Radioactive isotopes emitting ionizing radiation are used in a wide range of applications in the petroleum industry, from exploration and production to platforms to refineries. Downhole tools using such sources provide the most accurate estimate of porosity, arguably the most important petrophysical parameter. However, following the tragedy of 9/11, the use of radioactive sources in various industries has come under increased governmental scrutiny due primarily to their potential for radiological dispersal devices (RDD) [IAEA, 2002; USDOE, 2003]. Consequently, the regulatory regimes are being tightened, and industrial users of sources are being urged to develop alternatives. The petroleum industry is actively engaged in this dialog and is assessing alternatives. A recent paper surveyed in detail the use of radioactive sources in petroleum industry in general, the basis of associated radiation protection regimes, concerns raised, and potential for alternatives [Badruzzaman et al., 2009].
This schematic of a formation density tool

This schematic of a formation density tool shows the source well protected from the elements. (Adapted from Ellis, Well Logging from Earth Scientists, 1987).

Radioactive sources in E&P
Cs-137, used in formation density tools, and Am-241, used in the Am-Be source in neutron porosity tools, are the most significant radioactive isotopes in upstream [Ellis, 1987]. Density tools provide the porosity to within 1 porosity unit (pu), while NMR and acoustic tools, often suggested as alternatives, could have a 2 to more than 4 pu error. Neutron porosity tools determine the fluid-filled porosity and help identify the lithology. Two service companies also use the Am-Be sources in their capture spectroscopy tools to generate mineralogical information [Herron and Herron, 1996; Galford et al., 2009]. Density and neutron porosity data together provide the classic gas signature.
In addition, frac-pack monitoring tools are generally based on several hundred microcuries of Am-241, and the Am-Be source used in wireline neutron porosity tools has also been utilized for such monitoring.

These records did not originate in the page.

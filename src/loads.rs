//! Inputs handed to the downstream load models (lighting, plug loads, hot
//! water, heating setpoints). Those models step per minute while occupancy
//! is in ten-minute bins, so both are walked in lockstep here.

use std::fmt;

use crate::household::SimulationResult;
use crate::occupancy::{HouseholdOccupancy, State, YearSeries, BINS_PER_DAY, MINUTES_PER_BIN};

pub const MINUTES_PER_DAY: usize = BINS_PER_DAY * MINUTES_PER_BIN;

#[derive(Debug, Clone, PartialEq)]
pub enum LoadInputError {
    /// Irradiance series does not cover the simulated year
    IrradianceTooShort { expected: usize, found: usize },
    /// A member series differs in length from the household series
    SeriesLengthMismatch { expected: usize, found: usize },
}

impl fmt::Display for LoadInputError {
    fn fmt(&self, f: &mut fmt::Formatter<'_>) -> fmt::Result {
        match self {
            LoadInputError::IrradianceTooShort { expected, found } => write!(
                f,
                "Irradiance series has {} minutes, at least {} needed",
                found, expected
            ),
            LoadInputError::SeriesLengthMismatch { expected, found } => write!(
                f,
                "Member series has {} bins, household series has {}",
                found, expected
            ),
        }
    }
}

impl std::error::Error for LoadInputError {}

/// Occupancy plus the one-minute global irradiance the load models consume.
#[derive(Debug, Clone)]
pub struct LoadInputs<'a> {
    occ: &'a HouseholdOccupancy,
    occ_m: &'a [YearSeries],
    irradiance: &'a [f64],
    day_count: usize,
}

/// One minute of the simulated year.
#[derive(Debug, Clone, Copy, PartialEq)]
pub struct MinuteStep {
    /// Minute of the year (0-based)
    pub minute: usize,
    /// Ten-minute occupancy bin containing the minute
    pub bin: usize,
    pub household_state: State,
    /// Global irradiance in W/m²
    pub irradiance: f64,
}

impl<'a> LoadInputs<'a> {
    pub fn new(
        occ: &'a HouseholdOccupancy,
        occ_m: &'a [YearSeries],
        irradiance: &'a [f64],
        day_count: usize,
    ) -> Result<Self, LoadInputError> {
        let bins = day_count * BINS_PER_DAY;
        if occ.len() != bins {
            return Err(LoadInputError::SeriesLengthMismatch {
                expected: bins,
                found: occ.len(),
            });
        }
        if let Some(member) = occ_m.iter().find(|m| m.len() != bins) {
            return Err(LoadInputError::SeriesLengthMismatch {
                expected: bins,
                found: member.len(),
            });
        }
        let expected = day_count * MINUTES_PER_DAY;
        if irradiance.len() < expected {
            return Err(LoadInputError::IrradianceTooShort {
                expected,
                found: irradiance.len(),
            });
        }

        Ok(Self {
            occ,
            occ_m,
            irradiance,
            day_count,
        })
    }

    pub fn from_result(result: &'a SimulationResult, irradiance: &'a [f64]) -> Result<Self, LoadInputError> {
        Self::new(&result.occ, &result.occ_m, irradiance, result.day_count())
    }

    pub fn day_count(&self) -> usize {
        self.day_count
    }

    pub fn members(&self) -> &[YearSeries] {
        self.occ_m
    }

    /// Every minute of the year with the occupancy bin it falls in.
    /// Irradiance beyond the simulated year is ignored.
    pub fn minutes(&self) -> impl Iterator<Item = MinuteStep> + '_ {
        let states = self.occ.states();
        self.irradiance[..self.day_count * MINUTES_PER_DAY]
            .iter()
            .enumerate()
            .map(move |(minute, &irradiance)| {
                let bin = minute / MINUTES_PER_BIN;
                MinuteStep {
                    minute,
                    bin,
                    household_state: states[bin],
                    irradiance,
                }
            })
    }
}

#[cfg(test)]
mod tests {
    use super::*;

    fn series(day_count: usize) -> HouseholdOccupancy {
        let states: Vec<State> = (0..day_count * BINS_PER_DAY).map(|b| (b % 3) as State + 1).collect();
        crate::occupancy::merge(&[YearSeries::from_states(states)]).unwrap()
    }

    #[test]
    fn test_short_irradiance_rejected() {
        let occ = series(2);
        let irradiance = vec![0.0; 2 * MINUTES_PER_DAY - 1];
        assert_eq!(
            LoadInputs::new(&occ, &[], &irradiance, 2).unwrap_err(),
            LoadInputError::IrradianceTooShort {
                expected: 2880,
                found: 2879
            }
        );
    }

    #[test]
    fn test_member_length_checked() {
        let occ = series(1);
        let members = [YearSeries::from_states(vec![3; 10])];
        let irradiance = vec![0.0; MINUTES_PER_DAY];
        assert!(matches!(
            LoadInputs::new(&occ, &members, &irradiance, 1),
            Err(LoadInputError::SeriesLengthMismatch { found: 10, .. })
        ));
    }

    #[test]
    fn test_minutes_in_lockstep() {
        let occ = series(1);
        let irradiance: Vec<f64> = (0..MINUTES_PER_DAY + 60).map(|m| m as f64).collect();
        let inputs = LoadInputs::new(&occ, &[], &irradiance, 1).unwrap();

        let steps: Vec<MinuteStep> = inputs.minutes().collect();
        assert_eq!(steps.len(), MINUTES_PER_DAY);
        assert_eq!(steps[0].bin, 0);
        assert_eq!(steps[9].bin, 0);
        assert_eq!(steps[10].bin, 1);
        assert_eq!(steps[25].household_state, occ.states()[2]);
        assert_eq!(steps[1439].irradiance, 1439.0);
    }
}
use std::fs::File;
use std::io::{self, BufWriter, Write};
use std::path::Path;

use crate::household::SimulationResult;
use crate::occupancy::{BINS_PER_DAY, MINUTES_PER_BIN};

/// Write the full simulation result as pretty-printed JSON.
pub fn write_json(result: &SimulationResult, path: &Path) -> io::Result<()> {
    let mut writer = BufWriter::new(File::create(path)?);
    serde_json::to_writer_pretty(&mut writer, result)?;
    writer.write_all(b"\n")?;
    writer.flush()
}

/// Write one CSV row per ten-minute bin: day, time of day, household state
/// and one column per simulated member.
pub fn write_csv(result: &SimulationResult, path: &Path) -> io::Result<()> {
    let mut writer = BufWriter::new(File::create(path)?);
    write_csv_to(result, &mut writer)?;
    writer.flush()
}

/// CSV rendering of a result into any writer.
pub fn write_csv_to<W: Write>(result: &SimulationResult, writer: &mut W) -> io::Result<()> {
    write!(writer, "bin,day,time,household")?;
    for (i, label) in result.member_labels.iter().enumerate() {
        write!(writer, ",member_{}_{}", i, label)?;
    }
    writeln!(writer)?;

    for (bin, state) in result.occ.states().iter().enumerate() {
        let minute_of_day = (bin % BINS_PER_DAY) * MINUTES_PER_BIN;
        write!(
            writer,
            "{},{},{:02}:{:02},{}",
            bin,
            bin / BINS_PER_DAY,
            minute_of_day / 60,
            minute_of_day % 60,
            state
        )?;
        for member in &result.occ_m {
            write!(writer, ",{}", member.states()[bin])?;
        }
        writeln!(writer)?;
    }
    Ok(())
}

#[cfg(test)]
mod tests {
    use super::*;
    use crate::chronology::{Chronology, DayCountRule};
    use crate::household::SimulationDiagnostics;
    use crate::occupancy::{merge, YearSeries};
    use std::fs;
    use tempfile::tempdir;

    fn result() -> SimulationResult {
        let chronology = Chronology::build(2013, DayCountRule::Calendar).unwrap();
        let bins = chronology.day_count * BINS_PER_DAY;
        let a = YearSeries::from_states(vec![2; bins]);
        let b = YearSeries::from_states((0..bins).map(|i| if i % 2 == 0 { 1 } else { 3 }).collect());
        SimulationResult {
            household: "h".into(),
            seed: 1,
            chronology,
            occ: merge(&[a.clone(), b.clone()]).unwrap(),
            occ_m: vec![a, b],
            member_labels: vec!["FTE".into(), "Retired".into()],
            weeks: Vec::new(),
            diagnostics: SimulationDiagnostics::default(),
        }
    }

    #[test]
    fn test_csv_layout() {
        let mut out = Vec::new();
        write_csv_to(&result(), &mut out).unwrap();
        let text = String::from_utf8(out).unwrap();
        let lines: Vec<&str> = text.lines().collect();

        assert_eq!(lines.len(), 1 + 365 * BINS_PER_DAY);
        assert_eq!(lines[0], "bin,day,time,household,member_0_FTE,member_1_Retired");
        assert_eq!(lines[1], "0,0,00:00,1,2,1");
        assert_eq!(lines[2], "1,0,00:10,2,2,3");
        assert_eq!(lines[1 + 145], "145,1,00:10,2,2,3");
    }

    #[test]
    fn test_json_file() {
        let dir = tempdir().unwrap();
        let path = dir.path().join("h.json");
        write_json(&result(), &path).unwrap();

        let value: serde_json::Value = serde_json::from_str(&fs::read_to_string(&path).unwrap()).unwrap();
        assert_eq!(value["household"], "h");
        assert_eq!(value["chronology"]["day_count"], 365);
        assert_eq!(value["occ"]["states"].as_array().unwrap().len(), 365 * BINS_PER_DAY);
        assert_eq!(value["member_labels"][1], "Retired");
    }
}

Absence of nuclear log data would result in increased uncertainty in reserves estimates, an even greater uncertainty in the deliverability estimate, inaccurate lithology analysis, less desirable well placement, etc. For example, in a 30-pu reservoir with a nominal reserve of one billion barrels, the NMR and acoustic porosity uncertainties noted previously would lead to a reserves uncertainty of 66 million barrels to 148 million barrels if these were the only porosity measurements available. In contrast, the reserves uncertainty would be only 33 million barrels if density-based porosity was used. For lower porosities, the relative uncertainty would be much greater. Increased uncertainty in deliverability estimates would result in completing more uneconomic wells. In the Gulf of Mexico, completion costs could be US $120 MM. Increased uncertainty in lithology can lead to errors in well placement, increase environmental issues, and possibly compromise safety. Thus, non-nuclear alternatives are inadequate.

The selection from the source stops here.